Ages and rages of kings.
Cats of uncommon character.
Cats who are uncommon “characters.”
Clearly there’s something about Caesars that makes the world take notice.
Caesar has commanded our loyalty at Tabby’s Place since circa September. When most of America’s little emperors and empresses were going back to school, our Caesar was getting back to basics:
Who can you trust?
What is the meaning of honor?
Shouldst one beware the ides of September?
Given up by his kinsfolk, Caesar gave up not a drop of his valor. He would rather be first in a village than second at Rome, and so he came, saw, and thoroughly conquered the village of Tabby’s Place.

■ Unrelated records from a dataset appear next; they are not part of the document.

use thiserror::Error;

/// Errors surfaced by the vault HTTP facade.
#[derive(Debug, Error)]
pub enum VaultError {
    #[error("vault http error: {0}")]
    Http(String),

    #[error("vault returned non-success status for {action}: {detail}")]
    ActionFailed { action: String, detail: String },

    #[error("vault response missing expected field: {0}")]
    MissingField(String),
}

/// Errors surfaced by the execution pipeline while running a signal's steps.
#[derive(Debug, Error)]
pub enum PipelineError {
    #[error("step {step} failed after {attempts} attempt(s): {source}")]
    StepFailed {
        step: String,
        attempts: u32,
        #[source]
        source: VaultError,
    },

    #[error("signal {strategy_id}/{ts} has no steps to execute")]
    EmptyPlan { strategy_id: String, ts: i64 },
}

/// Errors surfaced while reconciling a desired episode against live vault state.
#[derive(Debug, Error)]
pub enum ReconcileError {
    #[error("vault binding missing dex/alias for strategy {strategy_id}")]
    MissingBinding { strategy_id: String },

    #[error(transparent)]
    Vault(#[from] VaultError),
}

/// Errors surfaced by the candle ingestion supervisor.
#[derive(Debug, Error)]
pub enum IngestionError {
    #[error("websocket connection failed: {0}")]
    Connect(String),

    #[error("websocket stream closed unexpectedly")]
    StreamClosed,

    #[error("failed to parse kline message: {0}")]
    Parse(String),
}

#[cfg(test)]
mod tests {
    use super::*;

    #[test]
    fn step_failed_formats_with_source_chain() {
        let err = PipelineError::StepFailed {
            step: "SWAP_EXACT_IN".to_string(),
            attempts: 3,
            source: VaultError::Http("timeout".to_string()),
        };
        let msg = err.to_string();
        assert!(msg.contains("SWAP_EXACT_IN"));
        assert!(msg.contains('3'));
    }
}
//! Repository Pattern Abstractions
//!
//! Separates the domain and use-case layers from the sqlx-backed storage
//! that implements these traits in `infrastructure::persistence`.

use crate::domain::candle::{Candle, StreamOffset};
use crate::domain::episode::Episode;
use crate::domain::indicators::{IndicatorSet, IndicatorSnapshot};
use crate::domain::signal::Signal;
use crate::domain::strategy::Strategy;
use anyhow::Result;
use async_trait::async_trait;

#[async_trait]
pub trait CandleRepository: Send + Sync {
    /// Idempotent upsert keyed by `(symbol, interval, open_time)`.
    async fn upsert_many(&self, candles: &[Candle]) -> Result<()>;

    /// The most recent `limit` candles for `(symbol, interval)`, ascending by close_time.
    async fn latest(&self, symbol: &str, interval: &str, limit: usize) -> Result<Vec<Candle>>;
}

#[async_trait]
pub trait StreamOffsetRepository: Send + Sync {
    async fn get(&self, stream_key: &str) -> Result<Option<StreamOffset>>;

    async fn upsert(&self, offset: &StreamOffset) -> Result<()>;
}

#[async_trait]
pub trait IndicatorSetRepository: Send + Sync {
    /// Get-or-create by the unique `(symbol, ema_fast, ema_slow, atr_window)` key.
    async fn upsert(&self, set: &IndicatorSet) -> Result<IndicatorSet>;

    async fn active_for_symbol(&self, symbol: &str) -> Result<Vec<IndicatorSet>>;
}

#[async_trait]
pub trait IndicatorRepository: Send + Sync {
    /// Idempotent upsert keyed by `(symbol, close_time, cfg_hash)`.
    async fn upsert(&self, snapshot: &IndicatorSnapshot) -> Result<()>;

    async fn latest(&self, symbol: &str, cfg_hash: &str) -> Result<Option<IndicatorSnapshot>>;
}

#[async_trait]
pub trait StrategyRepository: Send + Sync {
    async fn active(&self) -> Result<Vec<Strategy>>;

    async fn find_by_id(&self, id: &str) -> Result<Option<Strategy>>;
}

#[async_trait]
pub trait EpisodeRepository: Send + Sync {
    async fn open_for_strategy(&self, strategy_id: &str) -> Result<Option<Episode>>;

    /// Insert a newly-opened episode, or update the streak fields of the
    /// currently open one in place.
    async fn upsert_open(&self, strategy_id: &str, episode: &Episode) -> Result<()>;

    /// Close the strategy's currently open episode.
    async fn close(
        &self,
        strategy_id: &str,
        close_time: i64,
        close_price: f64,
        close_reason: &crate::domain::types::CloseReason,
    ) -> Result<()>;
}

#[async_trait]
pub trait SignalRepository: Send + Sync {
    /// Upsert keyed by `(strategy_id, ts, signal_type)`; re-emission of the
    /// same plan replaces steps and resets attempts rather than duplicating.
    async fn upsert(&self, strategy_id: &str, signal: &Signal) -> Result<()>;

    async fn list_pending(&self, limit: usize) -> Result<Vec<(String, Signal)>>;

    async fn mark_executed(&self, strategy_id: &str, ts: i64, signal_type: crate::domain::signal::SignalType) -> Result<()>;

    async fn mark_failure(
        &self,
        strategy_id: &str,
        ts: i64,
        signal_type: crate::domain::signal::SignalType,
        error: &str,
    ) -> Result<()>;
}
impl SqliteEpisodeRepository {
    pub fn new(pool: SqlitePool) -> Self {
        Self { pool }
    }

    fn row_to_episode(row: &sqlx::sqlite::SqliteRow) -> Result<Episode> {
        let pool_type_str: String = row.try_get("pool_type")?;
        let mode_str: String = row.try_get("mode_on_open")?;
        let majority_str: String = row.try_get("majority_on_open")?;
        let dex_str: Option<String> = row.try_get("dex")?;
        let atr_streak_json: String = row.try_get("atr_streak_json")?;
        let close_reason_str: Option<String> = row.try_get("close_reason")?;

        Ok(Episode {
            strategy_id: row.try_get("strategy_id")?,
            symbol: row.try_get("symbol")?,
            status: if row.try_get::<String, _>("status")? == "OPEN" {
                EpisodeStatus::Open
            } else {
                EpisodeStatus::Closed
            },
            open_time: row.try_get("open_time")?,
            open_price: row.try_get("open_price")?,
            pa: row.try_get("pa")?,
            pb: row.try_get("pb")?,
            pool_type: PoolType::tier(pool_type_str),
            mode_on_open: if mode_str == "up" { Trend::Up } else { Trend::Down },
            majority_on_open: if majority_str == "token1" { Majority::Token1 } else { Majority::Token2 },
            target_major_pct: row.try_get("target_major_pct")?,
            target_minor_pct: row.try_get("target_minor_pct")?,
            last_event_bar: row.try_get("last_event_bar")?,
            out_above_streak: row.try_get::<i64, _>("out_above_streak")? as u32,
            out_below_streak: row.try_get::<i64, _>("out_below_streak")? as u32,
            atr_streak: serde_json::from_str::<HashMap<String, u32>>(&atr_streak_json).unwrap_or_default(),
            close_time: row.try_get("close_time")?,
            close_price: row.try_get("close_price")?,
            close_reason: close_reason_str.map(|s| close_reason_from_str(&s)),
            dex: dex_str.and_then(|s| Dex::from_str(&s).ok()),
            alias: row.try_get("alias")?,
            token0_address: row.try_get("token0_address")?,
            token1_address: row.try_get("token1_address")?,
        })
    }
}

fn close_reason_from_str(s: &str) -> CloseReason {
    match s {
        "cross_max" => CloseReason::CrossMax,
        "cross_min" => CloseReason::CrossMin,
        "high_vol" => CloseReason::HighVol,
        other => CloseReason::Tighten(other.strip_prefix("tighten_").unwrap_or(other).to_string()),
    }
}

#[async_trait]
impl EpisodeRepository for SqliteEpisodeRepository {
    async fn open_for_strategy(&self, strategy_id: &str) -> Result<Option<Episode>> {
        let row = sqlx::query(
            "SELECT * FROM strategy_episodes WHERE strategy_id = ? AND status = 'OPEN' ORDER BY open_time DESC LIMIT 1",
        )
        .bind(strategy_id)
        .fetch_optional(&self.pool)
        .await?;
        row.as_ref().map(Self::row_to_episode).transpose()
    }

    async fn upsert_open(&self, strategy_id: &str, episode: &Episode) -> Result<()> {
        let atr_streak_json = serde_json::to_string(&episode.atr_streak)?;
        let existing = sqlx::query(
            "SELECT id FROM strategy_episodes WHERE strategy_id = ? AND status = 'OPEN' AND open_time = ?",
        )
        .bind(strategy_id)
        .bind(episode.open_time)
        .fetch_optional(&self.pool)
        .await?;

        if let Some(row) = existing {
            let id: i64 = row.try_get("id")?;
            sqlx::query(
                r#"
                UPDATE strategy_episodes
                SET last_event_bar = ?, out_above_streak = ?, out_below_streak = ?, atr_streak_json = ?
                WHERE id = ?
                "#,
            )
            .bind(episode.last_event_bar)
            .bind(episode.out_above_streak as i64)
            .bind(episode.out_below_streak as i64)
            .bind(atr_streak_json)
            .bind(id)
            .execute(&self.pool)
            .await
            .context("Failed to update open episode")?;
        } else {
            sqlx::query(
                r#"
                INSERT INTO strategy_episodes (
                    strategy_id, symbol, status, open_time, open_price, pa, pb, pool_type,
                    mode_on_open, majority_on_open, target_major_pct, target_minor_pct,
                    last_event_bar, out_above_streak, out_below_streak, atr_streak_json,
                    dex, alias, token0_address, token1_address
                ) VALUES (?, ?, 'OPEN', ?, ?, ?, ?, ?, ?, ?, ?, ?, ?, ?, ?, ?, ?, ?, ?, ?)
                "#,
            )
            .bind(strategy_id)
            .bind(&episode.symbol)
            .bind(episode.open_time)
            .bind(episode.open_price)
            .bind(episode.pa)
            .bind(episode.pb)
            .bind(episode.pool_type.key())
            .bind(if episode.mode_on_open == Trend::Up { "up" } else { "down" })
            .bind(if episode.majority_on_open == Majority::Token1 { "token1" } else { "token2" })
            .bind(episode.target_major_pct)
            .bind(episode.target_minor_pct)
            .bind(episode.last_event_bar)
            .bind(episode.out_above_streak as i64)
            .bind(episode.out_below_streak as i64)
            .bind(atr_streak_json)
            .bind(episode.dex.map(|d| d.to_string()))
            .bind(&episode.alias)
            .bind(&episode.token0_address)
            .bind(&episode.token1_address)
            .execute(&self.pool)
            .await
            .context("Failed to insert new episode")?;
        }
        Ok(())
    }

    async fn close(
        &self,
        strategy_id: &str,
        close_time: i64,
        close_price: f64,
        close_reason: &CloseReason,
    ) -> Result<()> {
        sqlx::query(
            r#"
            UPDATE strategy_episodes
            SET status = 'CLOSED', close_time = ?, close_price = ?, close_reason = ?
            WHERE strategy_id = ? AND status = 'OPEN'
            "#,
        )
        .bind(close_time)
        .bind(close_price)
        .bind(close_reason.to_string())
        .bind(strategy_id)
        .execute(&self.pool)
        .await
        .context("Failed to close episode")?;
        Ok(())
    }
}

pub struct SqliteSignalRepository {
    pool: SqlitePool,
}

impl SqliteSignalRepository {
    pub fn new(pool: SqlitePool) -> Self {
        Self { pool }
    }

    fn row_to_signal(row: &sqlx::sqlite::SqliteRow) -> Result<(String, Signal)> {
        let strategy_id: String = row.try_get("strategy_id")?;
        let steps_json: String = row.try_get("steps_json")?;
        let episode_json: String = row.try_get("episode_json")?;
        let status_str: String = row.try_get("status")?;
        let signal_type_col: String = row.try_get("signal_type")?;
        let signal = Signal {
            strategy_id: strategy_id.clone(),
            ts: row.try_get("ts")?,
            signal_type: signal_type_from_str(&signal_type_col),
            status: signal_status_from_str(&status_str),
            attempts: row.try_get::<i64, _>("attempts")? as u32,
            cfg_hash: row.try_get("cfg_hash")?,
            symbol: row.try_get("symbol")?,
            steps: serde_json::from_str::<Vec<Step>>(&steps_json).context("Failed to deserialize steps")?,
            episode: serde_json::from_str(&episode_json).context("Failed to deserialize episode snapshot")?,
            last_error: row.try_get("last_error")?,
            created_at: row.try_get("created_at")?,
            updated_at: row.try_get("updated_at")?,
        };
        Ok((strategy_id, signal))
    }
}

#[async_trait]
impl SignalRepository for SqliteSignalRepository {
    async fn upsert(&self, strategy_id: &str, signal: &Signal) -> Result<()> {
        let steps_json = serde_json::to_string(&signal.steps)?;
        let episode_json = serde_json::to_string(&signal.episode)?;
        let now = chrono::Utc::now().timestamp();

        sqlx::query(
            r#"
            INSERT INTO signals (
                strategy_id, ts, signal_type, status, attempts, cfg_hash, symbol,
                steps_json, episode_json, last_error, created_at, updated_at
            ) VALUES (?, ?, ?, 'PENDING', 0, ?, ?, ?, ?, NULL, ?, ?)
            ON CONFLICT(strategy_id, ts, signal_type) DO UPDATE SET
                status = 'PENDING', attempts = 0, cfg_hash = excluded.cfg_hash,
                steps_json = excluded.steps_json, episode_json = excluded.episode_json,
                last_error = NULL, updated_at = excluded.updated_at
            "#,
        )
        .bind(strategy_id)
        .bind(signal.ts)
        .bind(signal_type_str(signal.signal_type))
        .bind(&signal.cfg_hash)
        .bind(&signal.symbol)
        .bind(steps_json)
        .bind(episode_json)
        .bind(now)
        .bind(now)
        .execute(&self.pool)
        .await
        .context("Failed to upsert signal")?;
        Ok(())
    }

    async fn list_pending(&self, limit: usize) -> Result<Vec<(String, Signal)>> {
        let rows = sqlx::query("SELECT * FROM signals WHERE status = 'PENDING' ORDER BY created_at ASC LIMIT ?")
            .bind(limit as i64)
            .fetch_all(&self.pool)
            .await?;
        rows.iter().map(Self::row_to_signal).collect()
    }

    async fn mark_executed(&self, strategy_id: &str, ts: i64, signal_type: SignalType) -> Result<()> {
        sqlx::query(
            "UPDATE signals SET status = 'EXECUTED', updated_at = ? WHERE strategy_id = ? AND ts = ? AND signal_type = ?",
        )
        .bind(chrono::Utc::now().timestamp())
        .bind(strategy_id)
        .bind(ts)
        .bind(signal_type_str(signal_type))
        .execute(&self.pool)
        .await
        .context("Failed to mark signal executed")?;
        Ok(())
    }

    async fn mark_failure(&self, strategy_id: &str, ts: i64, signal_type: SignalType, error: &str) -> Result<()> {
        sqlx::query(
            r#"
            UPDATE signals
            SET status = 'FAILED', attempts = attempts + 1, last_error = ?, updated_at = ?
            WHERE strategy_id = ? AND ts = ? AND signal_type = ?
            "#,
        )
        .bind(error)
        .bind(chrono::Utc::now().timestamp())
        .bind(strategy_id)
        .bind(ts)
        .bind(signal_type_str(signal_type))
        .execute(&self.pool)
        .await
        .context("Failed to mark signal failure")?;
        Ok(())
    }
}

He smote us to the far reaches of smittenness. He shot straight through every human heart with arrows of affection. He was emperor, top cat, character and captain and Caesar of caesars.
Et tu, former owners?
As befits an emperor of his glory, Caesar has chosen his chief city well. “Let me have men about me that are fat,” he declared, avoiding the lean and hungry types of Suite B for the globular gang in Suite C.
Caesar himself, of course, has eaten enough croutons to roundly earn his place on those plump plains. But never mind; it’s what he’d choose regardless.
Funny thing, though, about choice. Even when you’re the grandest man in all the land, sometimes your fate chooses you. Were it up to us mere humans, Caesar would be lavished with all the laurels and fancy-looking crowns west of Rome, not to mention a forever home of epic proportions.
But somehow, beyond all our understanding, Caesar has gone un-chosen.
Unnoticed by those who fill out adoption applications.
Constant as the northern star, Caesar is content with these choices beyond his reach. Mischief is always afoot in Suite C, and that’s good enough for our mirthful conqueror. So he waits, confident that the fault lies not in his stars, nor in his future adopters. He’s OK if you mix him up with Dudley. He’s OK if dinner is belated. He’s OK if ides and tides pass on with no application submitted in his name, so long as he can lead captives in his train, petting him perpetually.
His time will come.
Until then, our time is lavished in laurels and love.
In the (slightly amended) words of a far greater Caesar chronicler than I:
“His life was gentle; and the elements
So mixed in him, that Nature might stand up
And say to all the world, THIS WAS A CAT!”